I have a user defined function called make_data for creating dataset. I need to generate 3 different datasets using the make _data and mu_1 <- seq(1:3). I don't know how to use sapply, since the make_data function has multiple arguments,

library(dplyr) # for `%>%` and `slice`
library(caret) # for createDataPartion
make_data <- function(n = 1000, p = 0.5, 
                  mu_0 = 0, mu_1 = 2, 
                  sigma_0 = 1,  sigma_1 = 1){



 y <- rbinom(n, 1, p)
  f_0 <- rnorm(n, mu_0, sigma_0)
  f_1 <- rnorm(n, mu_1, sigma_1)
  x <- ifelse(y == 1, f_1, f_0)

  test_index <- createDataPartition(y, times = 1, p = 0.5, list = FALSE)

  list(train = data.frame(x = x, y = as.factor(y)) %>% slice(-test_index),
       test = data.frame(x = x, y = as.factor(y)) %>% slice(test_index))
}

using sapply function

mu_1 <- seq(0, 3)
dat_3<- sapply(mu_1,make_data)

I am getting an error report as shown below.

Error in createDataPartition(y, times = 1, p = 0.5, list = FALSE) : y must have at least 2 data points.


Solution

  • Your error arises because your argument, mu_1 was being position-matched, not to the mu_1 in your make_data function, but rather to the n argument.

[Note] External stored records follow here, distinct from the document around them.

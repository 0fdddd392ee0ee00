//! Encoding and decoding helpers between domain types and the plain-text
//! representations stored in SQLite columns.
//!
//! Timestamps are stored as RFC 3339 strings with microsecond precision and a
//! `Z` suffix, so lexical order is chronological order. UUIDs are stored as
//! hyphenated lowercase strings.

use chrono::{DateTime, SecondsFormat, Utc};
use incidencias_core::{
  incident::{Incident, IncidentCode, Reporter},
  user::{Role, User},
};
use uuid::Uuid;

use crate::{Error, Result};

// ─── Scalars ─────────────────────────────────────────────────────────────────

pub fn encode_uuid(id: Uuid) -> String { id.hyphenated().to_string() }

pub fn decode_uuid(s: &str) -> Result<Uuid> { Ok(Uuid::parse_str(s)?) }

pub fn encode_dt(dt: DateTime<Utc>) -> String { dt.to_rfc3339_opts(SecondsFormat::Micros, true) }

pub fn decode_dt(s: &str) -> Result<DateTime<Utc>> {
  DateTime::parse_from_rfc3339(s)
    .map(|dt| dt.with_timezone(&Utc))
    .map_err(|e| Error::DateParse(format!("{s:?}: {e}")))
}

pub fn encode_role(role: Role) -> &'static str {
  match role {
    Role::Admin => "admin",
    Role::User => "user",
  }
}

pub fn decode_role(s: &str) -> Result<Role> {
  match s {
    "admin" => Ok(Role::Admin),
    "user" => Ok(Role::User),
    other => Err(Error::UnknownRole(other.to_owned())),
  }
}

// ─── Raw rows ────────────────────────────────────────────────────────────────

/// Column order of [`USER_COLUMNS`].
pub struct RawUser {
  pub user_id:    String,
  pub username:   String,
  pub password:   String,
  pub name:       String,
  pub role:       String,
  pub created_at: String,
}

pub const USER_COLUMNS: &str = "user_id, username, password, name, role, created_at";

impl RawUser {
  pub fn from_row(row: &rusqlite::Row<'_>) -> rusqlite::Result<Self> {
    Ok(Self {
      user_id:    row.get(0)?,
      username:   row.get(1)?,
      password:   row.get(2)?,
      name:       row.get(3)?,
      role:       row.get(4)?,
      created_at: row.get(5)?,
    })
  }

  pub fn into_user(self) -> Result<User> {
    Ok(User {
      id:         decode_uuid(&self.user_id)?,
      username:   self.username,
      password:   self.password,
      name:       self.name,
      role:       decode_role(&self.role)?,
      created_at: decode_dt(&self.created_at)?,
    })
  }
}

/// Column order of [`INCIDENT_SELECT`].
pub struct RawIncident {
  pub code:              String,
  pub name:              String,
  pub kind:              String,
  pub status:            String,
  pub location:          String,
  pub description:       Option<String>,
  pub reported_by:       String,
  pub lat:               Option<f64>,
  pub lng:               Option<f64>,
  pub image_url:         Option<String>,
  pub timestamp:         String,
  pub occurrence_time:   String,
  pub user_id:           Option<String>,
  pub created_at:        String,
  pub reporter_name:     Option<String>,
  pub reporter_username: Option<String>,
}

/// Incidents joined with the display data of their creator.
pub const INCIDENT_SELECT: &str = "
SELECT i.code, i.name, i.kind, i.status, i.location, i.description,
       i.reported_by, i.lat, i.lng, i.image_url,
       i.timestamp, i.occurrence_time, i.user_id, i.created_at,
       u.name, u.username
FROM incidents i
LEFT JOIN users u ON u.user_id = i.user_id";

impl RawIncident {
  pub fn from_row(row: &rusqlite::Row<'_>) -> rusqlite::Result<Self> {
    Ok(Self {
      code:              row.get(0)?,
      name:              row.get(1)?,
      kind:              row.get(2)?,
      status:            row.get(3)?,
      location:          row.get(4)?,
      description:       row.get(5)?,
      reported_by:       row.get(6)?,
      lat:               row.get(7)?,
      lng:               row.get(8)?,
      image_url:         row.get(9)?,
      timestamp:         row.get(10)?,
      occurrence_time:   row.get(11)?,
      user_id:           row.get(12)?,
      created_at:        row.get(13)?,
      reporter_name:     row.get(14)?,
      reporter_username: row.get(15)?,
    })
  }

  pub fn into_incident(self) -> Result<Incident> {
    let posted_by = match (self.reporter_name, self.reporter_username) {
      (Some(name), Some(username)) => Some(Reporter { name, username }),
      _ => None,
    };
    Ok(Incident {
      code: IncidentCode::from_stored(self.code),
      name: self.name,
      kind: self.kind,
      status: self.status,
      location: self.location,
      description: self.description,
      reported_by: self.reported_by,
      lat: self.lat,
      lng: self.lng,
      image_url: self.image_url,
      timestamp: decode_dt(&self.timestamp)?,
      occurrence_time: decode_dt(&self.occurrence_time)?,
      user_id: self.user_id.as_deref().map(decode_uuid).transpose()?,
      created_at: decode_dt(&self.created_at)?,
      posted_by,
    })
  }
}

#[cfg(test)]
mod tests {
  use chrono::TimeZone;

  use super::*;

  #[test]
  fn stored_timestamps_sort_lexically() {
    let a = Utc.with_ymd_and_hms(2024, 5, 1, 12, 0, 0).unwrap();
    let b = a + chrono::Duration::microseconds(1);
    let c = a + chrono::Duration::seconds(1);
    assert!(encode_dt(a) < encode_dt(b));
    assert!(encode_dt(b) < encode_dt(c));
    assert_eq!(decode_dt(&encode_dt(b)).unwrap(), b);
  }

  #[test]
  fn role_codes() {
    assert_eq!(decode_role(encode_role(Role::Admin)).unwrap(), Role::Admin);
    assert_eq!(decode_role(encode_role(Role::User)).unwrap(), Role::User);
    assert!(matches!(decode_role("root"), Err(Error::UnknownRole(_))));
  }
}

To pass an argument to a "non-first" parameter in a function where all the other parameters have acceptable defaults in the definition, you need to encapsulate that "out of sequence" parameter in an anonymous function and then accept it as a named parameter:

     library(dplyr) # for `%>%` and `slice`
     library(caret) # for createDataPartion
     # your code here
     dat_3<- sapply(mu_1, function(param) make_data(mu_1=param))  #succeeds
    

    The n parameter is now the 1000 that you clearly intended it to be.

    str(dat_3)
    List of 8
     $ :'data.frame':   500 obs. of  2 variables:
      ..$ x: num [1:500] 2.963 0.313 0.853 -1.154 -1.895 ...
      ..$ y: Factor w/ 2 levels "0","1": 1 1 2 2 1 2 2 1 2 2 ...
     $ :'data.frame':   500 obs. of  2 variables:
      ..$ x: num [1:500] -1.288 1.245 -0.109 -0.794 0.11 ...
      ..$ y: Factor w/ 2 levels "0","1": 2 1 2 1 1 1 1 1 2 1 ...
     $ :'data.frame':   500 obs. of  2 variables:
      ..$ x: num [1:500] -0.686 1.823 -0.052 1.189 -0.318 ...
      ..$ y: Factor w/ 2 levels "0","1": 2 2 1 1 1 1 1 2 1 1 ...
     $ :'data.frame':   500 obs. of  2 variables:
      ..$ x: num [1:500] -0.623 0.311 1.298 0.848 1.17 ...
      ..$ y: Factor w/ 2 levels "0","1": 2 1 2 1 1 2 1 2 2 1 ...
     $ :'data.frame':   500 obs. of  2 variables:
      ..$ x: num [1:500] 0.956 0.825 1.592 2.729 -0.299 ...
      ..$ y: Factor w/ 2 levels "0","1": 2 1 1 2 1 1 1 1 1 1 ...
     $ :'data.frame':   500 obs. of  2 variables:
      ..$ x: num [1:500] 1.92059 3.29866 0.00569 0.38111 0.41855 ...
      ..$ y: Factor w/ 2 levels "0","1": 2 2 2 1 1 2 2 2 1 1 ...
     $ :'data.frame':   500 obs. of  2 variables:
      ..$ x: num [1:500] 4.572 3.19 -0.598 3.744 0.463 ...
      ..$ y: Factor w/ 2 levels "0","1": 2 2 1 2 1 2 1 1 2 2 ...
     $ :'data.frame':   500 obs. of  2 variables:
      ..$ x: num [1:500] 2.7439 -0.0985 -0.4698 -1.2808 0.6663 ...
      ..$ y: Factor w/ 2 levels "0","1": 2 1 1 1 1 1 1 1 1 1 ...
     - attr(*, "dim")= int [1:2] 2 4
     - attr(*, "dimnames")=List of 2
      ..$ : chr [1:2] "train" "test"
      ..$ : NULL
    

    That got rid of the error but the datasets did not get the names you intended. That was because sapply removed them due to its "simplification" process (which is the s in sapply). You should instead use lapply. This then gives you named dataframes and they will be embedded in a list structure that you can properly iterate over, rather than the "simplified" result from sapply:

      dat_3<- lapply(mu_1, function(x) make_data(mu_1=x))
    

    I started out thinking I would answer the question by deploying traceback() and showing how to debug and basically expand on the comments, but that got me nowhere. I realized that the actions of sapply/lapply on named objects was at the root of the problem. It's a stumbling block that has frustrated many new and old users of R. Only the values and not the names are passed to the function. The responsibility for properly accepting arguments for any but the first is left entirely to the user. And not even the names of values destined to the first argument make it through. When you "say" lapply(obj_name, FUN) ... it turns out that FUN doe NOT get obj_name but only the result of eval(objname).